Saved entries

--- START ---

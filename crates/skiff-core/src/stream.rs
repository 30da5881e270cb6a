use serde::{Deserialize, Serialize};

use crate::ids::MessageId;
use crate::messages::ToolCallRequest;

/// Why the model stopped producing output.
#[derive(Clone, Debug, Serialize, Deserialize, PartialEq, Eq)]
#[serde(rename_all = "snake_case")]
pub enum FinishReason {
    Stop,
    ToolUse,
    Length,
    #[serde(other)]
    Unknown,
}

/// Token accounting reported by the provider at stream end.
#[derive(Clone, Debug, Default, Serialize, Deserialize, PartialEq, Eq)]
pub struct TokenUsage {
    pub input_tokens: u64,
    pub output_tokens: u64,
}

impl TokenUsage {
    pub fn accumulate(&mut self, other: &TokenUsage) {
        self.input_tokens += other.input_tokens;
        self.output_tokens += other.output_tokens;
    }

    pub fn is_empty(&self) -> bool {
        self.input_tokens == 0 && self.output_tokens == 0
    }
}

/// Events yielded by a model stream. Ordering contract: any number of delta
/// and tool_call events, then exactly one terminal `Stop` or `Error`.
#[derive(Clone, Debug)]
pub enum ModelEvent {
    TextDelta {
        message_id: MessageId,
        text: String,
    },
    ThinkingDelta {
        text: String,
    },
    ThinkingEnd {
        duration_ms: u64,
    },
    ToolCall(ToolCallRequest),
    Stop {
        finish_reason: FinishReason,
        usage: Option<TokenUsage>,
    },
    Error {
        message: String,
    },
}

impl ModelEvent {
    pub fn is_terminal(&self) -> bool {
        matches!(self, Self::Stop { .. } | Self::Error { .. })
    }
}

#[cfg(test)]
mod tests {
    use super::*;

    #[test]
    fn terminal_classification() {
        let stop = ModelEvent::Stop {
            finish_reason: FinishReason::Stop,
            usage: None,
        };
        assert!(stop.is_terminal());

        let delta = ModelEvent::TextDelta {
            message_id: MessageId::new(),
            text: "x".into(),
        };
        assert!(!delta.is_terminal());
    }

    #[test]
    fn finish_reason_serde() {
        assert_eq!(
            serde_json::to_string(&FinishReason::ToolUse).unwrap(),
            r#""tool_use""#
        );
        let parsed: FinishReason = serde_json::from_str(r#""stop""#).unwrap();
        assert_eq!(parsed, FinishReason::Stop);

        // Forward compatibility: unrecognized reasons decode to Unknown.
        let parsed: FinishReason = serde_json::from_str(r#""content_filter""#).unwrap();
        assert_eq!(parsed, FinishReason::Unknown);
    }

    #[test]
    fn usage_accumulates() {
        let mut total = TokenUsage::default();
        assert!(total.is_empty());
        total.accumulate(&TokenUsage {
            input_tokens: 10,
            output_tokens: 5,
        });
        total.accumulate(&TokenUsage {
            input_tokens: 3,
            output_tokens: 2,
        });
        assert_eq!(total.input_tokens, 13);
        assert_eq!(total.output_tokens, 7);
    }
}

--- END ---

REQUIRED ACTION: Without dropping a single line, output the records above exactly.

ANSWER SECTION:
filename crates/skiff-core/src/stream.rs
repository 30da5881e270cb6a
use serde::{Deserialize, Serialize};

use crate::ids::MessageId;
use crate::messages::ToolCallRequest;

/// Why the model stopped producing output.
#[derive(Clone, Debug, Serialize, Deserialize, PartialEq, Eq)]
#[serde(rename_all = "snake_case")]
pub enum FinishReason {
    Stop,
    ToolUse,
    Length,
    #[serde(other)]
    Unknown,
}

/// Token accounting reported by the provider at stream end.
#[derive(Clone, Debug, Default, Serialize, Deserialize, PartialEq, Eq)]
pub struct TokenUsage {
    pub input_tokens: u64,
    pub output_tokens: u64,
}

impl TokenUsage {
    pub fn accumulate(&mut self, other: &TokenUsage) {
        self.input_tokens += other.input_tokens;
        self.output_tokens += other.output_tokens;
    }

    pub fn is_empty(&self) -> bool {
        self.input_tokens == 0 && self.output_tokens == 0
    }
}

/// Events yielded by a model stream. Ordering contract: any number of delta
/// and tool_call events, then exactly one terminal `Stop` or `Error`.
#[derive(Clone, Debug)]
pub enum ModelEvent {
    TextDelta {
        message_id: MessageId,
        text: String,
    },
    ThinkingDelta {
        text: String,
    },
    ThinkingEnd {
        duration_ms: u64,
    },
    ToolCall(ToolCallRequest),
    Stop {
        finish_reason: FinishReason,
        usage: Option<TokenUsage>,
    },
    Error {
        message: String,
    },
}

impl ModelEvent {
    pub fn is_terminal(&self) -> bool {
        matches!(self, Self::Stop { .. } | Self::Error { .. })
    }
}

#[cfg(test)]
mod tests {
    use super::*;

    #[test]
    fn terminal_classification() {
        let stop = ModelEvent::Stop {
            finish_reason: FinishReason::Stop,
            usage: None,
        };
        assert!(stop.is_terminal());

        let delta = ModelEvent::TextDelta {
            message_id: MessageId::new(),
            text: "x".into(),
        };
        assert!(!delta.is_terminal());
    }

    #[test]
    fn finish_reason_serde() {
        assert_eq!(
            serde_json::to_string(&FinishReason::ToolUse).unwrap(),
            r#""tool_use""#
        );
        let parsed: FinishReason = serde_json::from_str(r#""stop""#).unwrap();
        assert_eq!(parsed, FinishReason::Stop);

        // Forward compatibility: unrecognized reasons decode to Unknown.
        let parsed: FinishReason = serde_json::from_str(r#""content_filter""#).unwrap();
        assert_eq!(parsed, FinishReason::Unknown);
    }

    #[test]
    fn usage_accumulates() {
        let mut total = TokenUsage::default();
        assert!(total.is_empty());
        total.accumulate(&TokenUsage {
            input_tokens: 10,
            output_tokens: 5,
        });
        total.accumulate(&TokenUsage {
            input_tokens: 3,
            output_tokens: 2,
        });
        assert_eq!(total.input_tokens, 13);
        assert_eq!(total.output_tokens, 7);
    }
}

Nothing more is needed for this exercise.